According to reports in the Japanese media, the victim was compelled to reveal sensitive and personal information about his history of being bullied as part of a “confessions” exercise during the training program. The “confessions” session left the young man in a serious state of depression that led to his suicide, the family said, according to a report in The Japan Times. The family is alleging the consulting agency that led the exercise, along with the instructor, are at fault for the May 2013 suicide.
Reports show that the young man joined Zeria as a sales associate in April 2013. During the training session, which was run by Business Grand Works Inc., he developed depression and took his own life on his way home from the program, the family said, according to the lawsuit.
The program that is at the center of the controversy was designed to have participants confess their weaknesses and worries.
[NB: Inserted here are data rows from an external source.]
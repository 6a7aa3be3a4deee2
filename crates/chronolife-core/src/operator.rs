//! Operator control state for a running ticker.
//!
//! The operator can pause and resume the ticker, change its speed, and
//! request a clean stop, all while the loop is running. The binary wires
//! Ctrl-C to [`OperatorState::request_stop`].
//!
//! # Architecture
//!
//! Control flags are atomics so the tick loop reads them without locking.
//! Two [`Notify`] handles wake the loop early: one when it is parked on a
//! pause, one when it is sleeping between generations and a stop arrives.

use std::sync::atomic::{AtomicBool, AtomicU64, Ordering};

use chrono::{DateTime, Utc};
use serde::{Deserialize, Serialize};
use tokio::sync::{Mutex, Notify};

use crate::config::TickerConfig;

/// Reason why the ticker ended.
#[derive(Debug, Clone, Copy, PartialEq, Eq, Serialize, Deserialize)]
pub enum SimulationEndReason {
    /// Computed the configured `max_generations`.
    MaxGenerationsReached,
    /// An operator issued a stop command.
    OperatorStop,
}

/// Shared operator control state.
///
/// Wrap in [`Arc`](std::sync::Arc) to share between the tick loop and
/// whatever issues commands (a signal handler, a test task).
#[derive(Debug)]
pub struct OperatorState {
    /// Whether the ticker is currently paused.
    paused: AtomicBool,

    /// Wakes the loop when resumed or stopped while paused.
    resume_notify: Notify,

    /// Whether a stop has been requested.
    stop_requested: AtomicBool,

    /// Wakes the loop when stopped while sleeping between generations.
    stop_notify: Notify,

    /// Current tick interval in milliseconds (runtime-adjustable).
    tick_interval_ms: AtomicU64,

    /// Wall-clock time when the operator state was created.
    started_at: DateTime<Utc>,

    /// Maximum number of generations to compute (0 = unlimited).
    max_generations: u64,

    /// Reason the ticker ended, if it has.
    end_reason: Mutex<Option<SimulationEndReason>>,
}

impl OperatorState {
    /// Create a new operator state from ticker configuration.
    pub fn new(ticker: &TickerConfig) -> Self {
        Self {
            paused: AtomicBool::new(false),
            resume_notify: Notify::new(),
            stop_requested: AtomicBool::new(false),
            stop_notify: Notify::new(),
            tick_interval_ms: AtomicU64::new(ticker.interval_ms),
            started_at: Utc::now(),
            max_generations: ticker.max_generations,
            end_reason: Mutex::new(None),
        }
    }

    // -----------------------------------------------------------------------
    // Pause / Resume
    // -----------------------------------------------------------------------

    /// Check whether the ticker is paused.
    pub fn is_paused(&self) -> bool {
        self.paused.load(Ordering::Acquire)
    }

    /// Pause the ticker. The loop parks until resumed or stopped.
    pub fn pause(&self) {
        self.paused.store(true, Ordering::Release);
    }

    /// Resume the ticker and wake the loop.
    pub fn resume(&self) {
        self.paused.store(false, Ordering::Release);
        self.resume_notify.notify_one();
    }

    /// Wait until the ticker is no longer paused or a stop is requested.
    pub async fn wait_if_paused(&self) {
        while self.is_paused() && !self.is_stop_requested() {
            self.resume_notify.notified().await;
        }
    }

    // -----------------------------------------------------------------------
    // Stop
    // -----------------------------------------------------------------------

    /// Request a clean stop. Wakes the loop if it is paused or sleeping.
    pub fn request_stop(&self) {
        self.stop_requested.store(true, Ordering::Release);
        self.resume_notify.notify_one();
        self.stop_notify.notify_one();
    }

    /// Check whether a stop has been requested.
    pub fn is_stop_requested(&self) -> bool {
        self.stop_requested.load(Ordering::Acquire)
    }

    /// Record the reason the ticker ended.
    pub async fn set_end_reason(&self, reason: SimulationEndReason) {
        let mut guard = self.end_reason.lock().await;
        *guard = Some(reason);
    }

    /// Get the reason the ticker ended, if it has.
    pub async fn end_reason(&self) -> Option<SimulationEndReason> {
        *self.end_reason.lock().await
    }

    // -----------------------------------------------------------------------
    // Tick Speed
    // -----------------------------------------------------------------------

    /// Get the current tick interval in milliseconds.
    pub fn tick_interval_ms(&self) -> u64 {
        self.tick_interval_ms.load(Ordering::Acquire)
    }

    /// Set the tick interval in milliseconds. Must be at least 1ms.
    ///
    /// Returns the previous interval on success, or `None` if the value
    /// was rejected.
    pub fn set_tick_interval_ms(&self, ms: u64) -> Option<u64> {
        if ms == 0 {
            return None;
        }
        let prev = self.tick_interval_ms.swap(ms, Ordering::AcqRel);
        Some(prev)
    }

    /// Sleep for the current tick interval, returning early on a stop
    /// request.
    pub async fn sleep_interval(&self) {
        let interval_ms = self.tick_interval_ms();
        if interval_ms == 0 || self.is_stop_requested() {
            return;
        }
        tokio::select! {
            () = tokio::time::sleep(tokio::time::Duration::from_millis(interval_ms)) => {}
            () = self.stop_notify.notified() => {}
        }
    }

    // -----------------------------------------------------------------------
    // Boundaries
    // -----------------------------------------------------------------------

    /// Check whether the generation limit has been reached.
    ///
    /// Returns `true` if `max_generations > 0` and
    /// `generations_computed >= max_generations`.
    pub const fn generation_limit_reached(&self, generations_computed: u64) -> bool {
        self.max_generations > 0 && generations_computed >= self.max_generations
    }

    /// Get the configured generation limit.
    pub const fn max_generations(&self) -> u64 {
        self.max_generations
    }

    /// Return the wall-clock start time.
    pub const fn started_at(&self) -> DateTime<Utc> {
        self.started_at
    }

    /// Return elapsed seconds since the operator state was created.
    pub fn elapsed_seconds(&self) -> u64 {
        let elapsed = Utc::now()
            .signed_duration_since(self.started_at)
            .num_seconds();
        u64::try_from(elapsed.max(0)).unwrap_or(u64::MAX)
    }
}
The family’s lawyer said during the training exercise the instructor “told the man that he stammered and made him confess his experience of being bullied in the past,” The Japan Times said.
“The man submitted a report in which he wrote that he was very shocked that his peers now knew something he wanted to be kept secret. The instructor returned the report to the man with a written message, telling him to ‘wake up,’” according to the report.
According to The Asahi Shimbun, an Asian news group, the training instructor wrote down feedback that was called denigrating. Some of the phrases written on the young sales associate’s report sheets included the phrases “Stop thinking stupid stuff,” “When will you stop being so arrogant?” and “Wake up!”
In addition to the suppressed bullying issue, the man’s family also claims that their son worked more than 100 hours of overtime during the month he committed suicide.
The case has been recognized by Japanese authorities as a work-related death due to the link between the training exercise and the suicide.
For its part, Zeria Pharmaceutical has not commented about the case. According to the news report, the company has been running similar training programs for about 40 years and this was the first time such a thing happened to the company’s knowledge. The consulting agency also said it does not “force trainees to confess sensitive matters and that it is not liable for damages,” The Japan Times said.